-- Exercise data follows --
//! CLI execution context.

use std::path::{Path, PathBuf};

use anyhow::{Context as _, Result};

use crate::config::CliConfig;
use crate::output::Output;

/// Config file names searched for, in order, in each directory.
pub const CONFIG_NAMES: [&str; 3] = ["edge-cache.toml", ".edge-cache.toml", "edge-cache.json"];

/// Execution context for CLI commands.
pub struct Context {
    /// CLI configuration.
    pub config: CliConfig,
    /// Where the configuration came from, if anywhere.
    pub config_path: Option<PathBuf>,
    /// Output handler.
    pub output: Output,
    /// Working directory.
    pub cwd: PathBuf,
}

impl Context {
    /// Load context from config file.
    pub fn load(config_path: Option<&str>, output: Output) -> Result<Self> {
        let cwd = std::env::current_dir().context("Failed to get current directory")?;

        let (config, config_path) = match config_path {
            Some(path) => {
                let path = PathBuf::from(path);
                (CliConfig::load(&path)?, Some(path))
            }
            None => match find_config(&cwd) {
                Some(path) => (CliConfig::load(&path)?, Some(path)),
                None => (CliConfig::default(), None),
            },
        };

        Ok(Self {
            config,
            config_path,
            output,
            cwd,
        })
    }

    /// Resolve a path relative to the working directory.
    pub fn resolve_path(&self, path: &str) -> PathBuf {
        if Path::new(path).is_absolute() {
            PathBuf::from(path)
        } else {
            self.cwd.join(path)
        }
    }
}

/// Find a config file in `start` or its ancestors.
pub fn find_config(start: &Path) -> Option<PathBuf> {
    start.ancestors().find_map(|dir| {
        CONFIG_NAMES
            .iter()
            .map(|name| dir.join(name))
            .find(|path| path.is_file())
    })
}
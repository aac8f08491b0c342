//! Fragment resolution against a fixture of writes.

use anyhow::{Context as _, Result};
use edge_cache::DynamicCache;
use edge_core::CacheContext;
use serde::Deserialize;

use super::{memory_engine, Outcome, ResolveArgs};
use crate::context::Context;

/// One recorded `set` call.
#[derive(Debug, Clone, Deserialize)]
pub struct FixtureEntry {
    pub context: CacheContext,
    pub value: String,
}

/// Run the resolve command.
pub async fn run(args: ResolveArgs, ctx: &Context) -> Result<Outcome> {
    let path = ctx.resolve_path(&args.fixture);
    let content = std::fs::read_to_string(&path)
        .with_context(|| format!("Failed to read fixture: {}", path.display()))?;
    let entries: Vec<FixtureEntry> = serde_json::from_str(&content)
        .with_context(|| format!("Failed to parse fixture: {}", path.display()))?;

    let engine = memory_engine(&args.dims, &ctx.config.cache)?;
    replay(&engine, &entries).await?;
    ctx.output
        .debug(&format!("replayed {} writes from {}", entries.len(), path.display()));

    let resolved = engine.get(&args.cache_id).await?;
    let metrics = engine.metrics().snapshot();

    if ctx.output.is_json() {
        ctx.output.json(&serde_json::json!({
            "cacheId": args.cache_id,
            "hit": resolved.is_some(),
            "value": resolved,
            "metrics": metrics,
        }));
    } else {
        match &resolved {
            Some(value) => ctx.output.value(value),
            None => ctx.output.warn(&format!("miss: {}", args.cache_id)),
        }
        ctx.output.debug(&format!(
            "hits={} misses={} placeholders={}",
            metrics.hits, metrics.misses, metrics.placeholders_resolved
        ));
    }

    Ok(match resolved {
        Some(_) => Outcome::Done,
        None => Outcome::Miss,
    })
}

/// Apply every fixture write, in order, within one session.
pub async fn replay(engine: &DynamicCache, entries: &[FixtureEntry]) -> Result<()> {
    let mut session = engine.session();
    for entry in entries {
        session
            .set(&entry.context, &entry.value)
            .await
            .with_context(|| format!("Failed to store fragment: {}", entry.context.cache_id))?;
    }
    Ok(())
}
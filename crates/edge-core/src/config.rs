//! Cache engine configuration.

use std::time::Duration;

use serde::{Deserialize, Serialize};

/// Sliding window applied when a context declares no expiration.
pub const DEFAULT_SLIDING_WINDOW: Duration = Duration::from_secs(60);

/// Maximum placeholder nesting followed before resolution gives up.
pub const DEFAULT_MAX_NESTING_DEPTH: usize = 32;

/// Settings for the dynamic cache engine.
#[derive(Debug, Clone, PartialEq, Eq, Serialize, Deserialize)]
pub struct CacheSettings {
    /// Sliding window used when neither expiration is declared.
    #[serde(
        rename = "default_sliding_window_ms",
        default = "default_sliding_window",
        with = "millis"
    )]
    pub default_sliding_window: Duration,
    /// Deepest placeholder nesting resolved.
    #[serde(default = "default_max_nesting_depth")]
    pub max_nesting_depth: usize,
    /// Coalesce concurrent renders of the same missing fragment.
    #[serde(default = "default_single_flight")]
    pub single_flight: bool,
}

fn default_sliding_window() -> Duration {
    DEFAULT_SLIDING_WINDOW
}

fn default_max_nesting_depth() -> usize {
    DEFAULT_MAX_NESTING_DEPTH
}

fn default_single_flight() -> bool {
    true
}

impl Default for CacheSettings {
    fn default() -> Self {
        Self {
            default_sliding_window: DEFAULT_SLIDING_WINDOW,
            max_nesting_depth: DEFAULT_MAX_NESTING_DEPTH,
            single_flight: true,
        }
    }
}

impl CacheSettings {
    /// Override the default sliding window.
    pub fn with_default_sliding_window(mut self, window: Duration) -> Self {
        self.default_sliding_window = window;
        self
    }

    /// Override the nesting limit.
    pub fn with_max_nesting_depth(mut self, depth: usize) -> Self {
        self.max_nesting_depth = depth;
        self
    }

    /// Enable or disable render coalescing.
    pub fn with_single_flight(mut self, enabled: bool) -> Self {
        self.single_flight = enabled;
        self
    }
}

mod millis {
    use std::time::Duration;

    use serde::{Deserialize, Deserializer, Serializer};

    pub fn serialize<S: Serializer>(value: &Duration, s: S) -> Result<S::Ok, S::Error> {
        s.serialize_u64(u64::try_from(value.as_millis()).unwrap_or(u64::MAX))
    }

    pub fn deserialize<'de, D: Deserializer<'de>>(d: D) -> Result<Duration, D::Error> {
        u64::deserialize(d).map(Duration::from_millis)
    }
}

#[cfg(test)]
mod tests {
    use super::*;

    #[test]
    fn test_oversized_window_saturates() {
        let settings = CacheSettings::default().with_default_sliding_window(Duration::MAX);
        let json = serde_json::to_value(&settings).unwrap();
        assert_eq!(json["default_sliding_window_ms"], serde_json::json!(u64::MAX));
    }

    #[test]
    fn test_defaults() {
        let settings = CacheSettings::default();
        assert_eq!(settings.default_sliding_window, Duration::from_secs(60));
        assert_eq!(settings.max_nesting_depth, 32);
        assert!(settings.single_flight);
    }

    #[test]
    fn test_partial_json_fills_defaults() {
        let settings: CacheSettings =
            serde_json::from_str(r#"{"default_sliding_window_ms": 5000}"#).unwrap();
        assert_eq!(settings.default_sliding_window, Duration::from_secs(5));
        assert_eq!(settings.max_nesting_depth, DEFAULT_MAX_NESTING_DEPTH);
    }

    #[test]
    fn test_builders() {
        let settings = CacheSettings::default()
            .with_max_nesting_depth(4)
            .with_single_flight(false);
        assert_eq!(settings.max_nesting_depth, 4);
        assert!(!settings.single_flight);
    }
}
-- Exercise data concluded --
## Requirement:
Every record, start to finish: reproduce it word for word.

## Output for this exercise:
//! CLI execution context.

use std::path::{Path, PathBuf};

use anyhow::{Context as _, Result};

use crate::config::CliConfig;
use crate::output::Output;

/// Config file names searched for, in order, in each directory.
pub const CONFIG_NAMES: [&str; 3] = ["edge-cache.toml", ".edge-cache.toml", "edge-cache.json"];

/// Execution context for CLI commands.
pub struct Context {
    /// CLI configuration.
    pub config: CliConfig,
    /// Where the configuration came from, if anywhere.
    pub config_path: Option<PathBuf>,
    /// Output handler.
    pub output: Output,
    /// Working directory.
    pub cwd: PathBuf,
}

impl Context {
    /// Load context from config file.
    pub fn load(config_path: Option<&str>, output: Output) -> Result<Self> {
        let cwd = std::env::current_dir().context("Failed to get current directory")?;

        let (config, config_path) = match config_path {
            Some(path) => {
                let path = PathBuf::from(path);
                (CliConfig::load(&path)?, Some(path))
            }
            None => match find_config(&cwd) {
                Some(path) => (CliConfig::load(&path)?, Some(path)),
                None => (CliConfig::default(), None),
            },
        };

        Ok(Self {
            config,
            config_path,
            output,
            cwd,
        })
    }

    /// Resolve a path relative to the working directory.
    pub fn resolve_path(&self, path: &str) -> PathBuf {
        if Path::new(path).is_absolute() {
            PathBuf::from(path)
        } else {
            self.cwd.join(path)
        }
    }
}

/// Find a config file in `start` or its ancestors.
pub fn find_config(start: &Path) -> Option<PathBuf> {
    start.ancestors().find_map(|dir| {
        CONFIG_NAMES
            .iter()
            .map(|name| dir.join(name))
            .find(|path| path.is_file())
    })
}
repository aac8f08491b0c342
//! Fragment resolution against a fixture of writes.

use anyhow::{Context as _, Result};
use edge_cache::DynamicCache;
use edge_core::CacheContext;
use serde::Deserialize;

use super::{memory_engine, Outcome, ResolveArgs};
use crate::context::Context;

/// One recorded `set` call.
#[derive(Debug, Clone, Deserialize)]
pub struct FixtureEntry {
    pub context: CacheContext,
    pub value: String,
}

/// Run the resolve command.
pub async fn run(args: ResolveArgs, ctx: &Context) -> Result<Outcome> {
    let path = ctx.resolve_path(&args.fixture);
    let content = std::fs::read_to_string(&path)
        .with_context(|| format!("Failed to read fixture: {}", path.display()))?;
    let entries: Vec<FixtureEntry> = serde_json::from_str(&content)
        .with_context(|| format!("Failed to parse fixture: {}", path.display()))?;

    let engine = memory_engine(&args.dims, &ctx.config.cache)?;
    replay(&engine, &entries).await?;
    ctx.output
        .debug(&format!("replayed {} writes from {}", entries.len(), path.display()));

    let resolved = engine.get(&args.cache_id).await?;
    let metrics = engine.metrics().snapshot();

    if ctx.output.is_json() {
        ctx.output.json(&serde_json::json!({
            "cacheId": args.cache_id,
            "hit": resolved.is_some(),
            "value": resolved,
            "metrics": metrics,
        }));
    } else {
        match &resolved {
            Some(value) => ctx.output.value(value),
            None => ctx.output.warn(&format!("miss: {}", args.cache_id)),
        }
        ctx.output.debug(&format!(
            "hits={} misses={} placeholders={}",
            metrics.hits, metrics.misses, metrics.placeholders_resolved
        ));
    }

    Ok(match resolved {
        Some(_) => Outcome::Done,
        None => Outcome::Miss,
    })
}

/// Apply every fixture write, in order, within one session.
pub async fn replay(engine: &DynamicCache, entries: &[FixtureEntry]) -> Result<()> {
    let mut session = engine.session();
    for entry in entries {
        session
            .set(&entry.context, &entry.value)
            .await
            .with_context(|| format!("Failed to store fragment: {}", entry.context.cache_id))?;
    }
    Ok(())
}
filename crates/edge-core/src/config.rs
//! Cache engine configuration.

use std::time::Duration;

use serde::{Deserialize, Serialize};

/// Sliding window applied when a context declares no expiration.
pub const DEFAULT_SLIDING_WINDOW: Duration = Duration::from_secs(60);

/// Maximum placeholder nesting followed before resolution gives up.
pub const DEFAULT_MAX_NESTING_DEPTH: usize = 32;

/// Settings for the dynamic cache engine.
#[derive(Debug, Clone, PartialEq, Eq, Serialize, Deserialize)]
pub struct CacheSettings {
    /// Sliding window used when neither expiration is declared.
    #[serde(
        rename = "default_sliding_window_ms",
        default = "default_sliding_window",
        with = "millis"
    )]
    pub default_sliding_window: Duration,
    /// Deepest placeholder nesting resolved.
    #[serde(default = "default_max_nesting_depth")]
    pub max_nesting_depth: usize,
    /// Coalesce concurrent renders of the same missing fragment.
    #[serde(default = "default_single_flight")]
    pub single_flight: bool,
}

fn default_sliding_window() -> Duration {
    DEFAULT_SLIDING_WINDOW
}

fn default_max_nesting_depth() -> usize {
    DEFAULT_MAX_NESTING_DEPTH
}

fn default_single_flight() -> bool {
    true
}

impl Default for CacheSettings {
    fn default() -> Self {
        Self {
            default_sliding_window: DEFAULT_SLIDING_WINDOW,
            max_nesting_depth: DEFAULT_MAX_NESTING_DEPTH,
            single_flight: true,
        }
    }
}

impl CacheSettings {
    /// Override the default sliding window.
    pub fn with_default_sliding_window(mut self, window: Duration) -> Self {
        self.default_sliding_window = window;
        self
    }

    /// Override the nesting limit.
    pub fn with_max_nesting_depth(mut self, depth: usize) -> Self {
        self.max_nesting_depth = depth;
        self
    }

    /// Enable or disable render coalescing.
    pub fn with_single_flight(mut self, enabled: bool) -> Self {
        self.single_flight = enabled;
        self
    }
}

mod millis {
    use std::time::Duration;

    use serde::{Deserialize, Deserializer, Serializer};

    pub fn serialize<S: Serializer>(value: &Duration, s: S) -> Result<S::Ok, S::Error> {
        s.serialize_u64(u64::try_from(value.as_millis()).unwrap_or(u64::MAX))
    }

    pub fn deserialize<'de, D: Deserializer<'de>>(d: D) -> Result<Duration, D::Error> {
        u64::deserialize(d).map(Duration::from_millis)
    }
}

#[cfg(test)]
mod tests {
    use super::*;

    #[test]
    fn test_oversized_window_saturates() {
        let settings = CacheSettings::default().with_default_sliding_window(Duration::MAX);
        let json = serde_json::to_value(&settings).unwrap();
        assert_eq!(json["default_sliding_window_ms"], serde_json::json!(u64::MAX));
    }

    #[test]
    fn test_defaults() {
        let settings = CacheSettings::default();
        assert_eq!(settings.default_sliding_window, Duration::from_secs(60));
        assert_eq!(settings.max_nesting_depth, 32);
        assert!(settings.single_flight);
    }

    #[test]
    fn test_partial_json_fills_defaults() {
        let settings: CacheSettings =
            serde_json::from_str(r#"{"default_sliding_window_ms": 5000}"#).unwrap();
        assert_eq!(settings.default_sliding_window, Duration::from_secs(5));
        assert_eq!(settings.max_nesting_depth, DEFAULT_MAX_NESTING_DEPTH);
    }

    #[test]
    fn test_builders() {
        let settings = CacheSettings::default()
            .with_max_nesting_depth(4)
            .with_single_flight(false);
        assert_eq!(settings.max_nesting_depth, 4);
        assert!(!settings.single_flight);
    }
}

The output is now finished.